For the records below, print every one exactly, with nothing dropped.
== == ==
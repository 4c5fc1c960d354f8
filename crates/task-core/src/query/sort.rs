//! Stable, non-mutating sorts over task sequences.
//!
//! Every function returns a new `Vec` and leaves tasks that compare equal in
//! their input order, so sorts can be layered: sort by the least significant
//! key first and the most significant key last.

use crate::models::{today, Status, Task};
use std::cmp::{Ordering, Reverse};

/// A field tasks can be sorted by.
#[derive(Debug, Clone, Copy, PartialEq, Eq, Hash)]
pub enum SortField {
    Priority,
    Status,
    Title,
    DueDate,
    Created,
    Category,
}

impl SortField {
    pub const ALL: [SortField; 6] = [
        SortField::Created,
        SortField::Priority,
        SortField::DueDate,
        SortField::Status,
        SortField::Title,
        SortField::Category,
    ];

    pub fn from_name(name: &str) -> Option<SortField> {
        match name {
            "priority" => Some(SortField::Priority),
            "status" => Some(SortField::Status),
            "title" => Some(SortField::Title),
            "due_date" => Some(SortField::DueDate),
            "created" | "created_timestamp" => Some(SortField::Created),
            "category" => Some(SortField::Category),
            _ => None,
        }
    }

    pub fn as_str(&self) -> &'static str {
        match self {
            SortField::Priority => "priority",
            SortField::Status => "status",
            SortField::Title => "title",
            SortField::DueDate => "due_date",
            SortField::Created => "created",
            SortField::Category => "category",
        }
    }

    pub fn label(&self) -> &'static str {
        match self {
            SortField::Priority => "Priority",
            SortField::Status => "Status",
            SortField::Title => "Title",
            SortField::DueDate => "Due date",
            SortField::Created => "Created",
            SortField::Category => "Category",
        }
    }

    pub fn next(&self) -> SortField {
        let idx = Self::ALL.iter().position(|f| f == self).unwrap_or(0);
        Self::ALL[(idx + 1) % Self::ALL.len()]
    }
}

fn status_rank(status: Status) -> u8 {
    match status {
        Status::Pending => 0,
        Status::Completed => 1,
    }
}

fn stable_sort_by_key<'a, K: Ord>(
    tasks: impl IntoIterator<Item = &'a Task>,
    key: impl FnMut(&&'a Task) -> K,
) -> Vec<&'a Task> {
    let mut sorted: Vec<&Task> = tasks.into_iter().collect();
    sorted.sort_by_key(key);
    sorted
}

/// Split into (matching, rest), each keeping input order.
fn partition<'a>(
    tasks: impl IntoIterator<Item = &'a Task>,
    pred: impl Fn(&Task) -> bool,
) -> (Vec<&'a Task>, Vec<&'a Task>) {
    tasks.into_iter().partition(|t| pred(t))
}

/// High first when `descending`, low first otherwise.
pub fn sort_by_priority<'a>(tasks: impl IntoIterator<Item = &'a Task>, descending: bool) -> Vec<&'a Task> {
    if descending {
        stable_sort_by_key(tasks, |t| t.priority().rank())
    } else {
        stable_sort_by_key(tasks, |t| Reverse(t.priority().rank()))
    }
}

pub fn sort_by_status<'a>(tasks: impl IntoIterator<Item = &'a Task>, pending_first: bool) -> Vec<&'a Task> {
    if pending_first {
        stable_sort_by_key(tasks, |t| status_rank(t.status()))
    } else {
        stable_sort_by_key(tasks, |t| Reverse(status_rank(t.status())))
    }
}

/// Case-insensitive title order.
pub fn sort_by_title<'a>(tasks: impl IntoIterator<Item = &'a Task>, reverse: bool) -> Vec<&'a Task> {
    let mut sorted: Vec<&Task> = tasks.into_iter().collect();
    if reverse {
        sorted.sort_by_cached_key(|t| Reverse(t.title().to_lowercase()));
    } else {
        sorted.sort_by_cached_key(|t| t.title().to_lowercase());
    }
    sorted
}

/// Dated tasks ordered by due date. Ascending puts undated tasks after them,
/// descending puts undated tasks before them.
pub fn sort_by_due_date<'a>(tasks: impl IntoIterator<Item = &'a Task>, ascending: bool) -> Vec<&'a Task> {
    let (mut dated, undated) = partition(tasks, Task::has_due_date);
    if ascending {
        dated.sort_by_key(|t| t.due_date());
        dated.extend(undated);
        dated
    } else {
        dated.sort_by_key(|t| Reverse(t.due_date()));
        let mut sorted = undated;
        sorted.extend(dated);
        sorted
    }
}

pub fn sort_by_created_date<'a>(tasks: impl IntoIterator<Item = &'a Task>, ascending: bool) -> Vec<&'a Task> {
    if ascending {
        stable_sort_by_key(tasks, |t| t.created_timestamp())
    } else {
        stable_sort_by_key(tasks, |t| Reverse(t.created_timestamp()))
    }
}

/// Case-insensitive category order. Uncategorized tasks always come last.
pub fn sort_by_category<'a>(tasks: impl IntoIterator<Item = &'a Task>, reverse: bool) -> Vec<&'a Task> {
    let (mut categorized, uncategorized) = partition(tasks, |t| t.category().is_some());
    categorized.sort_by(|a, b| {
        let ord = compare_categories(a, b);
        if reverse {
            ord.reverse()
        } else {
            ord
        }
    });
    categorized.extend(uncategorized);
    categorized
}

fn compare_categories(a: &Task, b: &Task) -> Ordering {
    let a = a.category().unwrap_or_default().to_lowercase();
    let b = b.category().unwrap_or_default().to_lowercase();
    a.cmp(&b)
}

pub fn sort_by_recurrence<'a>(tasks: impl IntoIterator<Item = &'a Task>, recurring_first: bool) -> Vec<&'a Task> {
    let (mut recurring, mut one_off) = partition(tasks, Task::is_recurring);
    if recurring_first {
        recurring.extend(one_off);
        recurring
    } else {
        one_off.extend(recurring);
        one_off
    }
}

pub fn sort_by_completion_status<'a>(
    tasks: impl IntoIterator<Item = &'a Task>,
    completed_first: bool,
) -> Vec<&'a Task> {
    sort_by_status(tasks, !completed_first)
}

pub fn sort_overdue_first<'a>(tasks: impl IntoIterator<Item = &'a Task>) -> Vec<&'a Task> {
    let today = today();
    let (mut overdue, rest) = partition(tasks, |t| t.is_overdue_on(today));
    overdue.extend(rest);
    overdue
}

pub fn sort_high_priority_first<'a>(tasks: impl IntoIterator<Item = &'a Task>) -> Vec<&'a Task> {
    sort_by_priority(tasks, true)
}

pub fn sort_pending_first<'a>(tasks: impl IntoIterator<Item = &'a Task>) -> Vec<&'a Task> {
    sort_by_status(tasks, true)
}

/// Sort by one field. `ascending` means low priority first, pending first,
/// A to Z, earliest date first, and oldest first.
pub fn sort_by_field<'a>(
    tasks: impl IntoIterator<Item = &'a Task>,
    field: SortField,
    ascending: bool,
) -> Vec<&'a Task> {
    match field {
        SortField::Priority => sort_by_priority(tasks, !ascending),
        SortField::Status => sort_by_status(tasks, ascending),
        SortField::Title => sort_by_title(tasks, !ascending),
        SortField::DueDate => sort_by_due_date(tasks, ascending),
        SortField::Created => sort_by_created_date(tasks, ascending),
        SortField::Category => sort_by_category(tasks, !ascending),
    }
}

fn sort_by_field_name<'a>(tasks: Vec<&'a Task>, field: &str, ascending: bool) -> Vec<&'a Task> {
    match SortField::from_name(field) {
        Some(field) => sort_by_field(tasks, field, ascending),
        None => tasks,
    }
}

/// Sort by up to three named fields, `primary` dominating.
///
/// Applies the tertiary sort first and the primary sort last; because each
/// pass is stable, earlier passes survive as tie-breakers. Unknown field
/// names are skipped.
pub fn multi_sort<'a>(
    tasks: impl IntoIterator<Item = &'a Task>,
    primary: &str,
    secondary: Option<&str>,
    tertiary: Option<&str>,
    ascending: bool,
) -> Vec<&'a Task> {
    let mut sorted: Vec<&Task> = tasks.into_iter().collect();
    if let Some(field) = tertiary {
        sorted = sort_by_field_name(sorted, field, ascending);
    }
    if let Some(field) = secondary {
        sorted = sort_by_field_name(sorted, field, ascending);
    }
    sort_by_field_name(sorted, primary, ascending)
}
== == ==
- [Worked solution]:
repository 4c5fc1c960d354f8
filename crates/task-core/src/query/sort.rs
//! Stable, non-mutating sorts over task sequences.
//!
//! Every function returns a new `Vec` and leaves tasks that compare equal in
//! their input order, so sorts can be layered: sort by the least significant
//! key first and the most significant key last.

use crate::models::{today, Status, Task};
use std::cmp::{Ordering, Reverse};

/// A field tasks can be sorted by.
#[derive(Debug, Clone, Copy, PartialEq, Eq, Hash)]
pub enum SortField {
    Priority,
    Status,
    Title,
    DueDate,
    Created,
    Category,
}

impl SortField {
    pub const ALL: [SortField; 6] = [
        SortField::Created,
        SortField::Priority,
        SortField::DueDate,
        SortField::Status,
        SortField::Title,
        SortField::Category,
    ];

    pub fn from_name(name: &str) -> Option<SortField> {
        match name {
            "priority" => Some(SortField::Priority),
            "status" => Some(SortField::Status),
            "title" => Some(SortField::Title),
            "due_date" => Some(SortField::DueDate),
            "created" | "created_timestamp" => Some(SortField::Created),
            "category" => Some(SortField::Category),
            _ => None,
        }
    }

    pub fn as_str(&self) -> &'static str {
        match self {
            SortField::Priority => "priority",
            SortField::Status => "status",
            SortField::Title => "title",
            SortField::DueDate => "due_date",
            SortField::Created => "created",
            SortField::Category => "category",
        }
    }

    pub fn label(&self) -> &'static str {
        match self {
            SortField::Priority => "Priority",
            SortField::Status => "Status",
            SortField::Title => "Title",
            SortField::DueDate => "Due date",
            SortField::Created => "Created",
            SortField::Category => "Category",
        }
    }

    pub fn next(&self) -> SortField {
        let idx = Self::ALL.iter().position(|f| f == self).unwrap_or(0);
        Self::ALL[(idx + 1) % Self::ALL.len()]
    }
}

fn status_rank(status: Status) -> u8 {
    match status {
        Status::Pending => 0,
        Status::Completed => 1,
    }
}

fn stable_sort_by_key<'a, K: Ord>(
    tasks: impl IntoIterator<Item = &'a Task>,
    key: impl FnMut(&&'a Task) -> K,
) -> Vec<&'a Task> {
    let mut sorted: Vec<&Task> = tasks.into_iter().collect();
    sorted.sort_by_key(key);
    sorted
}

/// Split into (matching, rest), each keeping input order.
fn partition<'a>(
    tasks: impl IntoIterator<Item = &'a Task>,
    pred: impl Fn(&Task) -> bool,
) -> (Vec<&'a Task>, Vec<&'a Task>) {
    tasks.into_iter().partition(|t| pred(t))
}

/// High first when `descending`, low first otherwise.
pub fn sort_by_priority<'a>(tasks: impl IntoIterator<Item = &'a Task>, descending: bool) -> Vec<&'a Task> {
    if descending {
        stable_sort_by_key(tasks, |t| t.priority().rank())
    } else {
        stable_sort_by_key(tasks, |t| Reverse(t.priority().rank()))
    }
}

pub fn sort_by_status<'a>(tasks: impl IntoIterator<Item = &'a Task>, pending_first: bool) -> Vec<&'a Task> {
    if pending_first {
        stable_sort_by_key(tasks, |t| status_rank(t.status()))
    } else {
        stable_sort_by_key(tasks, |t| Reverse(status_rank(t.status())))
    }
}

/// Case-insensitive title order.
pub fn sort_by_title<'a>(tasks: impl IntoIterator<Item = &'a Task>, reverse: bool) -> Vec<&'a Task> {
    let mut sorted: Vec<&Task> = tasks.into_iter().collect();
    if reverse {
        sorted.sort_by_cached_key(|t| Reverse(t.title().to_lowercase()));
    } else {
        sorted.sort_by_cached_key(|t| t.title().to_lowercase());
    }
    sorted
}

/// Dated tasks ordered by due date. Ascending puts undated tasks after them,
/// descending puts undated tasks before them.
pub fn sort_by_due_date<'a>(tasks: impl IntoIterator<Item = &'a Task>, ascending: bool) -> Vec<&'a Task> {
    let (mut dated, undated) = partition(tasks, Task::has_due_date);
    if ascending {
        dated.sort_by_key(|t| t.due_date());
        dated.extend(undated);
        dated
    } else {
        dated.sort_by_key(|t| Reverse(t.due_date()));
        let mut sorted = undated;
        sorted.extend(dated);
        sorted
    }
}

pub fn sort_by_created_date<'a>(tasks: impl IntoIterator<Item = &'a Task>, ascending: bool) -> Vec<&'a Task> {
    if ascending {
        stable_sort_by_key(tasks, |t| t.created_timestamp())
    } else {
        stable_sort_by_key(tasks, |t| Reverse(t.created_timestamp()))
    }
}

/// Case-insensitive category order. Uncategorized tasks always come last.
pub fn sort_by_category<'a>(tasks: impl IntoIterator<Item = &'a Task>, reverse: bool) -> Vec<&'a Task> {
    let (mut categorized, uncategorized) = partition(tasks, |t| t.category().is_some());
    categorized.sort_by(|a, b| {
        let ord = compare_categories(a, b);
        if reverse {
            ord.reverse()
        } else {
            ord
        }
    });
    categorized.extend(uncategorized);
    categorized
}

fn compare_categories(a: &Task, b: &Task) -> Ordering {
    let a = a.category().unwrap_or_default().to_lowercase();
    let b = b.category().unwrap_or_default().to_lowercase();
    a.cmp(&b)
}

pub fn sort_by_recurrence<'a>(tasks: impl IntoIterator<Item = &'a Task>, recurring_first: bool) -> Vec<&'a Task> {
    let (mut recurring, mut one_off) = partition(tasks, Task::is_recurring);
    if recurring_first {
        recurring.extend(one_off);
        recurring
    } else {
        one_off.extend(recurring);
        one_off
    }
}

pub fn sort_by_completion_status<'a>(
    tasks: impl IntoIterator<Item = &'a Task>,
    completed_first: bool,
) -> Vec<&'a Task> {
    sort_by_status(tasks, !completed_first)
}

pub fn sort_overdue_first<'a>(tasks: impl IntoIterator<Item = &'a Task>) -> Vec<&'a Task> {
    let today = today();
    let (mut overdue, rest) = partition(tasks, |t| t.is_overdue_on(today));
    overdue.extend(rest);
    overdue
}

pub fn sort_high_priority_first<'a>(tasks: impl IntoIterator<Item = &'a Task>) -> Vec<&'a Task> {
    sort_by_priority(tasks, true)
}

pub fn sort_pending_first<'a>(tasks: impl IntoIterator<Item = &'a Task>) -> Vec<&'a Task> {
    sort_by_status(tasks, true)
}

/// Sort by one field. `ascending` means low priority first, pending first,
/// A to Z, earliest date first, and oldest first.
pub fn sort_by_field<'a>(
    tasks: impl IntoIterator<Item = &'a Task>,
    field: SortField,
    ascending: bool,
) -> Vec<&'a Task> {
    match field {
        SortField::Priority => sort_by_priority(tasks, !ascending),
        SortField::Status => sort_by_status(tasks, ascending),
        SortField::Title => sort_by_title(tasks, !ascending),
        SortField::DueDate => sort_by_due_date(tasks, ascending),
        SortField::Created => sort_by_created_date(tasks, ascending),
        SortField::Category => sort_by_category(tasks, !ascending),
    }
}

fn sort_by_field_name<'a>(tasks: Vec<&'a Task>, field: &str, ascending: bool) -> Vec<&'a Task> {
    match SortField::from_name(field) {
        Some(field) => sort_by_field(tasks, field, ascending),
        None => tasks,
    }
}

/// Sort by up to three named fields, `primary` dominating.
///
/// Applies the tertiary sort first and the primary sort last; because each
/// pass is stable, earlier passes survive as tie-breakers. Unknown field
/// names are skipped.
pub fn multi_sort<'a>(
    tasks: impl IntoIterator<Item = &'a Task>,
    primary: &str,
    secondary: Option<&str>,
    tertiary: Option<&str>,
    ascending: bool,
) -> Vec<&'a Task> {
    let mut sorted: Vec<&Task> = tasks.into_iter().collect();
    if let Some(field) = tertiary {
        sorted = sort_by_field_name(sorted, field, ascending);
    }
    if let Some(field) = secondary {
        sorted = sort_by_field_name(sorted, field, ascending);
    }
    sort_by_field_name(sorted, primary, ascending)
}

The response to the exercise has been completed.